ASSIGNED TASK:
Two lines mark the range in the entries below: the one holding "String::from_utf8(buf).unwrap()" and the one holding "let text = render(&CompareEvent::Progress". Set down those two and all lines between them, exactly.

Saved entries:
┄┄┄┄┄┄┄┄┄┄┄┄┄┄┄┄┄┄┄┄

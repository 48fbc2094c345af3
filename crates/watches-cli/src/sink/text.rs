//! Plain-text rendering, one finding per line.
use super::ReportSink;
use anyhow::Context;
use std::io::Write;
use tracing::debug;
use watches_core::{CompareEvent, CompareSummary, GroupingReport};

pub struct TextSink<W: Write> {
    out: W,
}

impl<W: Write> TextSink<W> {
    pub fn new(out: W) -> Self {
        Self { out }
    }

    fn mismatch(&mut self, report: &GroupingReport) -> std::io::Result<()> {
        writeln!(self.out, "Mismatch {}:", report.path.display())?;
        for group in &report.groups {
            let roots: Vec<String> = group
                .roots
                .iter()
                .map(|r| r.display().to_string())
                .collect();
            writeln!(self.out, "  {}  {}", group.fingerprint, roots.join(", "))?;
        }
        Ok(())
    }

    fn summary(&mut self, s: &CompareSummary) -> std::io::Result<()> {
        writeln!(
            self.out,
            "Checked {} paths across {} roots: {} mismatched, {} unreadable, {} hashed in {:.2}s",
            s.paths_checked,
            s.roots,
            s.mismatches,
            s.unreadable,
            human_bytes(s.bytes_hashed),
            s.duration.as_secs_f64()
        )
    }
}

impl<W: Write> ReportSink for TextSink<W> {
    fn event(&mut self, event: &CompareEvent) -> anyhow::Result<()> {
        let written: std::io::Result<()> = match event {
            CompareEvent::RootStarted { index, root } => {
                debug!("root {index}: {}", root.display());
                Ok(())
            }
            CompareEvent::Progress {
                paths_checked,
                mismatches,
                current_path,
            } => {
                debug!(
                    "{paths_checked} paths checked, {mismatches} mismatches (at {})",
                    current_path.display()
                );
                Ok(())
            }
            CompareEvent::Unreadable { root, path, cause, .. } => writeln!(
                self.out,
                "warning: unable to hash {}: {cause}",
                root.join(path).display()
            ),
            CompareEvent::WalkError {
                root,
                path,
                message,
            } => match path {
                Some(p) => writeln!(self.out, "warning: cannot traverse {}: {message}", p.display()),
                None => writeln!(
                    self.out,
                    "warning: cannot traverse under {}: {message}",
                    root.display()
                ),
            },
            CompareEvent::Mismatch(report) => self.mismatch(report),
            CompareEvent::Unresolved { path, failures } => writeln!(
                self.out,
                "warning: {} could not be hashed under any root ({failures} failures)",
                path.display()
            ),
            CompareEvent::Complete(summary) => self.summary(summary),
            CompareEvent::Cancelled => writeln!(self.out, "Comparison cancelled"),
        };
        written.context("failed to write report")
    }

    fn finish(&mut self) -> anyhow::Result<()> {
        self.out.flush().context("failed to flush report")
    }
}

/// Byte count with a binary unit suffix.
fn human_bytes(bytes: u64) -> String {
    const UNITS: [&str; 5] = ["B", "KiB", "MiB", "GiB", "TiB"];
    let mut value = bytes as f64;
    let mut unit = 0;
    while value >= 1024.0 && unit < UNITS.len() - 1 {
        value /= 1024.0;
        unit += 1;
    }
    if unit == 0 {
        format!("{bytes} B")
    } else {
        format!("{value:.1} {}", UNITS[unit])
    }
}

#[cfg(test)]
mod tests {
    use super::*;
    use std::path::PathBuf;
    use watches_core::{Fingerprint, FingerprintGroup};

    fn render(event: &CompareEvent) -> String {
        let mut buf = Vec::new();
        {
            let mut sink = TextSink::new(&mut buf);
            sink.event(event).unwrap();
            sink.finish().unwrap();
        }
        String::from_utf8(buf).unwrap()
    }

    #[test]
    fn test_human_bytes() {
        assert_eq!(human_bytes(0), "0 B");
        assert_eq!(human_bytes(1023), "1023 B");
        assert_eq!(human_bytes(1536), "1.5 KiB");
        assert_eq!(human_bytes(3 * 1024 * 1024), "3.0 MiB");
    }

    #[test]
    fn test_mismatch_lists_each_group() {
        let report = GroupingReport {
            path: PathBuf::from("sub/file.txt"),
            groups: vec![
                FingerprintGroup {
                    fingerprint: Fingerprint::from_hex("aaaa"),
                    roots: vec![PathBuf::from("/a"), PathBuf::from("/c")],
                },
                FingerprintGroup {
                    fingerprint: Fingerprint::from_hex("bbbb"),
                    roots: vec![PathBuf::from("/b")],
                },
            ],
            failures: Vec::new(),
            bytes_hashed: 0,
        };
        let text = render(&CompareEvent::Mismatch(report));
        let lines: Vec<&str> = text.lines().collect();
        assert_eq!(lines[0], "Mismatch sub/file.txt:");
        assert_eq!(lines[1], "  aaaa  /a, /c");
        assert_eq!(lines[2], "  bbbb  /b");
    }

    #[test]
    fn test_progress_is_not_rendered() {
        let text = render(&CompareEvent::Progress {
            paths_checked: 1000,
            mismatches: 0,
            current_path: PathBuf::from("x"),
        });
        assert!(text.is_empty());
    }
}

┄┄┄┄┄┄┄┄┄┄┄┄┄┄┄┄┄┄┄┄

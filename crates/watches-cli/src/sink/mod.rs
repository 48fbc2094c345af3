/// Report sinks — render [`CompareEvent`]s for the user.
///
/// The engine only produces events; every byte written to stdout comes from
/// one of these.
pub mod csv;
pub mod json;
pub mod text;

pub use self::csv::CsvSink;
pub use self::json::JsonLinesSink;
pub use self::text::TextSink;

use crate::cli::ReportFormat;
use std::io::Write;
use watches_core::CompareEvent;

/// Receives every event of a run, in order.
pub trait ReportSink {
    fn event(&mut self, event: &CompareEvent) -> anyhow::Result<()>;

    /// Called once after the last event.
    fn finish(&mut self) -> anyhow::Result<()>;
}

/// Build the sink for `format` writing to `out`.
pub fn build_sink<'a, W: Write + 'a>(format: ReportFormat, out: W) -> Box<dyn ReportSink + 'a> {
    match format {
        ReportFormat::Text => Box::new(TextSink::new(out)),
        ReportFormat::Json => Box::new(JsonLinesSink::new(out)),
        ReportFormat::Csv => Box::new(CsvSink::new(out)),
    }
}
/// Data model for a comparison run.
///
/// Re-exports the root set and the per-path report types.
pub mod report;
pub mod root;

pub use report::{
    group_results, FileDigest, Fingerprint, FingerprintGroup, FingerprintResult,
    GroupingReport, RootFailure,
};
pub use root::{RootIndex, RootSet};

┄┄┄┄┄┄┄┄┄┄┄┄┄┄┄┄┄┄┄┄

WORKED SOLUTION:
        String::from_utf8(buf).unwrap()
    }

    #[test]
    fn test_human_bytes() {
        assert_eq!(human_bytes(0), "0 B");
        assert_eq!(human_bytes(1023), "1023 B");
        assert_eq!(human_bytes(1536), "1.5 KiB");
        assert_eq!(human_bytes(3 * 1024 * 1024), "3.0 MiB");
    }

    #[test]
    fn test_mismatch_lists_each_group() {
        let report = GroupingReport {
            path: PathBuf::from("sub/file.txt"),
            groups: vec![
                FingerprintGroup {
                    fingerprint: Fingerprint::from_hex("aaaa"),
                    roots: vec![PathBuf::from("/a"), PathBuf::from("/c")],
                },
                FingerprintGroup {
                    fingerprint: Fingerprint::from_hex("bbbb"),
                    roots: vec![PathBuf::from("/b")],
                },
            ],
            failures: Vec::new(),
            bytes_hashed: 0,
        };
        let text = render(&CompareEvent::Mismatch(report));
        let lines: Vec<&str> = text.lines().collect();
        assert_eq!(lines[0], "Mismatch sub/file.txt:");
        assert_eq!(lines[1], "  aaaa  /a, /c");
        assert_eq!(lines[2], "  bbbb  /b");
    }

    #[test]
    fn test_progress_is_not_rendered() {
        let text = render(&CompareEvent::Progress {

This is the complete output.